§ About this exercise:
The answer should match the records character for character.

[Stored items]
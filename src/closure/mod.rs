//! Closure-lowering backend: compiles the tree once into a nested closure,
//! trading tree traversal for indirect calls.
//!
//! ## Example
//!
//! ```
//! use triptych::context::Context;
//! use triptych::closure::lower;
//! use triptych::expr::constant;
//!
//! let mut ctx = Context::new(16);
//! assert_eq!(lower(&constant(42)).call(&mut ctx), 42.0);
//! ```

mod lower;

pub use lower::{lower, Closure};
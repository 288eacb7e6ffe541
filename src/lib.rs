//! Three execution backends for a tiny shared-memory expression language,
//! built to benchmark a tree-walking evaluator, a closure-lowering
//! compiler, and a stack-based bytecode VM against each other.
//!
//! All three backends are semantically equivalent: running the same
//! [`expr::Expr`] tree against an equally-initialized [`context::Context`]
//! through [`evaluator::evaluate`], [`closure::lower`], or
//! [`compiler::compile`] followed by [`vm::run`] produces the same `f64`
//! and leaves the context in the same state.

pub mod closure;
pub mod compiler;
pub mod context;
pub mod evaluator;
pub mod expr;
pub mod programs;
pub mod vm;
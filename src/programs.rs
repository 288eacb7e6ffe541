//! Sample programs used by the integration tests and the benchmark driver.
//!
//! These are ordinary consumers of the `expr` builder sugar: tree
//! construction sugar, not part of the evaluation core itself.

use crate::expr::{binary, constant, load, sequence, store, while_, BinOp, Expr};

/// Computes a Fibonacci-style loop, per §8 scenario 3: memory[0] is read as
/// the iteration count (the caller sets it, typically to 1000), and the
/// program returns `m[1]` after counting `m[0]` down to zero.
///
/// Layout: `m[1]`, `m[2]` hold the running pair; `m[3]` is scratch for the
/// next value.
pub fn fibonacci() -> Expr {
    sequence([
        store(constant(1), constant(0.0)),
        store(constant(2), constant(1.0)),
        while_(
            load(constant(0)),
            sequence([
                store(constant(3), binary(BinOp::Add, load(constant(1)), load(constant(2)))),
                store(constant(1), load(constant(2))),
                store(constant(2), load(constant(3))),
                store(constant(0), binary(BinOp::Sub, load(constant(0)), constant(1.0))),
            ]),
        ),
        load(constant(1)),
    ])
}

/// Insertion-sorts `m[1..=n]` in place (`m[0]` holds `n`), then returns the
/// sum of the sorted array at the odd indices `1, 3, 5, ..., n-1`, per §8
/// scenario 4.
///
/// Working cells above the array: `m[101]` outer index `i`, `m[102]` the
/// key being inserted, `m[103]` inner index `j`, `m[104]` the running sum,
/// `m[105]` the summation index `k`.
pub fn insertion_sort_alternating_sum() -> Expr {
    const I: i32 = 101;
    const KEY: i32 = 102;
    const J: i32 = 103;
    const SUM: i32 = 104;
    const K: i32 = 105;

    let sort = sequence([
        store(constant(I), constant(2.0)),
        while_(
            binary(BinOp::Lte, load(constant(I)), load(constant(0))),
            sequence([
                store(constant(KEY), load(load(constant(I)))),
                store(constant(J), binary(BinOp::Sub, load(constant(I)), constant(1.0))),
                while_(
                    binary(
                        BinOp::And,
                        binary(BinOp::Gte, load(constant(J)), constant(1.0)),
                        binary(BinOp::Gt, load(load(constant(J))), load(constant(KEY))),
                    ),
                    sequence([
                        store(
                            binary(BinOp::Add, load(constant(J)), constant(1.0)),
                            load(load(constant(J))),
                        ),
                        store(constant(J), binary(BinOp::Sub, load(constant(J)), constant(1.0))),
                    ]),
                ),
                store(
                    binary(BinOp::Add, load(constant(J)), constant(1.0)),
                    load(constant(KEY)),
                ),
                store(constant(I), binary(BinOp::Add, load(constant(I)), constant(1.0))),
            ]),
        ),
    ]);

    let sum = sequence([
        store(constant(K), constant(1.0)),
        store(constant(SUM), constant(0.0)),
        while_(
            binary(BinOp::Lte, load(constant(K)), load(constant(0))),
            sequence([
                store(constant(SUM), binary(BinOp::Add, load(constant(SUM)), load(load(constant(K))))),
                store(constant(K), binary(BinOp::Add, load(constant(K)), constant(2.0))),
            ]),
        ),
        load(constant(SUM)),
    ]);

    sequence([sort, sum])
}

#[cfg(test)]
mod tests {
    use super::*;
    use crate::closure::lower;
    use crate::compiler::compile;
    use crate::context::Context;
    use crate::evaluator::evaluate;
    use crate::vm::run;

    fn seeded_fibonacci_context(n: f64) -> Context {
        let mut ctx = Context::new(256);
        ctx.set(0.0, n);
        ctx
    }

    fn seeded_sort_context() -> Context {
        let mut ctx = Context::new(256);
        ctx.set(0.0, 100.0);
        for i in 1..=100 {
            ctx.set(i as f64, (100 - i) as f64);
        }
        ctx
    }

    #[test]
    fn fibonacci_agrees_across_all_three_backends() {
        let tree = fibonacci();

        let mut ctx_eval = seeded_fibonacci_context(30.0);
        let eval_result = evaluate(&tree, &mut ctx_eval);

        let mut ctx_closure = seeded_fibonacci_context(30.0);
        let closure_result = lower(&tree).call(&mut ctx_closure);

        let mut ctx_vm = seeded_fibonacci_context(30.0);
        let vm_result = run(&compile(&tree), &mut ctx_vm).unwrap();

        assert_eq!(eval_result, closure_result);
        assert_eq!(eval_result, vm_result);
        assert_eq!(eval_result, 832_040.0);
    }

    #[test]
    fn insertion_sort_produces_ascending_array_and_matching_sum() {
        let tree = insertion_sort_alternating_sum();

        let mut ctx = seeded_sort_context();
        let result = evaluate(&tree, &mut ctx);

        for i in 1..100 {
            assert!(ctx.get(i as f64) <= ctx.get((i + 1) as f64), "index {i} out of order");
        }
        let expected_sum: f64 = (1..=100).step_by(2).map(|i| ctx.get(i as f64)).sum();
        assert_eq!(result, expected_sum);
    }

    #[test]
    fn insertion_sort_agrees_across_all_three_backends() {
        let tree = insertion_sort_alternating_sum();

        let mut ctx_eval = seeded_sort_context();
        let eval_result = evaluate(&tree, &mut ctx_eval);

        let mut ctx_closure = seeded_sort_context();
        let closure_result = lower(&tree).call(&mut ctx_closure);

        let mut ctx_vm = seeded_sort_context();
        let vm_result = run(&compile(&tree), &mut ctx_vm).unwrap();

        assert_eq!(eval_result, closure_result);
        assert_eq!(eval_result, vm_result);
        assert_eq!(ctx_eval.get(50.0), ctx_vm.get(50.0));
    }
}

§ Answer area:
filename src/closure/mod.rs
//! Closure-lowering backend: compiles the tree once into a nested closure,
//! trading tree traversal for indirect calls.
//!
//! ## Example
//!
//! ```
//! use triptych::context::Context;
//! use triptych::closure::lower;
//! use triptych::expr::constant;
//!
//! let mut ctx = Context::new(16);
//! assert_eq!(lower(&constant(42)).call(&mut ctx), 42.0);
//! ```

mod lower;

pub use lower::{lower, Closure};
repository 288eacb7e6ffe541
filename src/lib.rs
//! Three execution backends for a tiny shared-memory expression language,
//! built to benchmark a tree-walking evaluator, a closure-lowering
//! compiler, and a stack-based bytecode VM against each other.
//!
//! All three backends are semantically equivalent: running the same
//! [`expr::Expr`] tree against an equally-initialized [`context::Context`]
//! through [`evaluator::evaluate`], [`closure::lower`], or
//! [`compiler::compile`] followed by [`vm::run`] produces the same `f64`
//! and leaves the context in the same state.

pub mod closure;
pub mod compiler;
pub mod context;
pub mod evaluator;
pub mod expr;
pub mod programs;
pub mod vm;
filename src/programs.rs
repository 288eacb7e6ffe541
//! Sample programs used by the integration tests and the benchmark driver.
//!
//! These are ordinary consumers of the `expr` builder sugar: tree
//! construction sugar, not part of the evaluation core itself.

use crate::expr::{binary, constant, load, sequence, store, while_, BinOp, Expr};

/// Computes a Fibonacci-style loop, per §8 scenario 3: memory[0] is read as
/// the iteration count (the caller sets it, typically to 1000), and the
/// program returns `m[1]` after counting `m[0]` down to zero.
///
/// Layout: `m[1]`, `m[2]` hold the running pair; `m[3]` is scratch for the
/// next value.
pub fn fibonacci() -> Expr {
    sequence([
        store(constant(1), constant(0.0)),
        store(constant(2), constant(1.0)),
        while_(
            load(constant(0)),
            sequence([
                store(constant(3), binary(BinOp::Add, load(constant(1)), load(constant(2)))),
                store(constant(1), load(constant(2))),
                store(constant(2), load(constant(3))),
                store(constant(0), binary(BinOp::Sub, load(constant(0)), constant(1.0))),
            ]),
        ),
        load(constant(1)),
    ])
}

/// Insertion-sorts `m[1..=n]` in place (`m[0]` holds `n`), then returns the
/// sum of the sorted array at the odd indices `1, 3, 5, ..., n-1`, per §8
/// scenario 4.
///
/// Working cells above the array: `m[101]` outer index `i`, `m[102]` the
/// key being inserted, `m[103]` inner index `j`, `m[104]` the running sum,
/// `m[105]` the summation index `k`.
pub fn insertion_sort_alternating_sum() -> Expr {
    const I: i32 = 101;
    const KEY: i32 = 102;
    const J: i32 = 103;
    const SUM: i32 = 104;
    const K: i32 = 105;

    let sort = sequence([
        store(constant(I), constant(2.0)),
        while_(
            binary(BinOp::Lte, load(constant(I)), load(constant(0))),
            sequence([
                store(constant(KEY), load(load(constant(I)))),
                store(constant(J), binary(BinOp::Sub, load(constant(I)), constant(1.0))),
                while_(
                    binary(
                        BinOp::And,
                        binary(BinOp::Gte, load(constant(J)), constant(1.0)),
                        binary(BinOp::Gt, load(load(constant(J))), load(constant(KEY))),
                    ),
                    sequence([
                        store(
                            binary(BinOp::Add, load(constant(J)), constant(1.0)),
                            load(load(constant(J))),
                        ),
                        store(constant(J), binary(BinOp::Sub, load(constant(J)), constant(1.0))),
                    ]),
                ),
                store(
                    binary(BinOp::Add, load(constant(J)), constant(1.0)),
                    load(constant(KEY)),
                ),
                store(constant(I), binary(BinOp::Add, load(constant(I)), constant(1.0))),
            ]),
        ),
    ]);

    let sum = sequence([
        store(constant(K), constant(1.0)),
        store(constant(SUM), constant(0.0)),
        while_(
            binary(BinOp::Lte, load(constant(K)), load(constant(0))),
            sequence([
                store(constant(SUM), binary(BinOp::Add, load(constant(SUM)), load(load(constant(K))))),
                store(constant(K), binary(BinOp::Add, load(constant(K)), constant(2.0))),
            ]),
        ),
        load(constant(SUM)),
    ]);

    sequence([sort, sum])
}

#[cfg(test)]
mod tests {
    use super::*;
    use crate::closure::lower;
    use crate::compiler::compile;
    use crate::context::Context;
    use crate::evaluator::evaluate;
    use crate::vm::run;

    fn seeded_fibonacci_context(n: f64) -> Context {
        let mut ctx = Context::new(256);
        ctx.set(0.0, n);
        ctx
    }

    fn seeded_sort_context() -> Context {
        let mut ctx = Context::new(256);
        ctx.set(0.0, 100.0);
        for i in 1..=100 {
            ctx.set(i as f64, (100 - i) as f64);
        }
        ctx
    }

    #[test]
    fn fibonacci_agrees_across_all_three_backends() {
        let tree = fibonacci();

        let mut ctx_eval = seeded_fibonacci_context(30.0);
        let eval_result = evaluate(&tree, &mut ctx_eval);

        let mut ctx_closure = seeded_fibonacci_context(30.0);
        let closure_result = lower(&tree).call(&mut ctx_closure);

        let mut ctx_vm = seeded_fibonacci_context(30.0);
        let vm_result = run(&compile(&tree), &mut ctx_vm).unwrap();

        assert_eq!(eval_result, closure_result);
        assert_eq!(eval_result, vm_result);
        assert_eq!(eval_result, 832_040.0);
    }

    #[test]
    fn insertion_sort_produces_ascending_array_and_matching_sum() {
        let tree = insertion_sort_alternating_sum();

        let mut ctx = seeded_sort_context();
        let result = evaluate(&tree, &mut ctx);

        for i in 1..100 {
            assert!(ctx.get(i as f64) <= ctx.get((i + 1) as f64), "index {i} out of order");
        }
        let expected_sum: f64 = (1..=100).step_by(2).map(|i| ctx.get(i as f64)).sum();
        assert_eq!(result, expected_sum);
    }

    #[test]
    fn insertion_sort_agrees_across_all_three_backends() {
        let tree = insertion_sort_alternating_sum();

        let mut ctx_eval = seeded_sort_context();
        let eval_result = evaluate(&tree, &mut ctx_eval);

        let mut ctx_closure = seeded_sort_context();
        let closure_result = lower(&tree).call(&mut ctx_closure);

        let mut ctx_vm = seeded_sort_context();
        let vm_result = run(&compile(&tree), &mut ctx_vm).unwrap();

        assert_eq!(eval_result, closure_result);
        assert_eq!(eval_result, vm_result);
        assert_eq!(ctx_eval.get(50.0), ctx_vm.get(50.0));
    }
}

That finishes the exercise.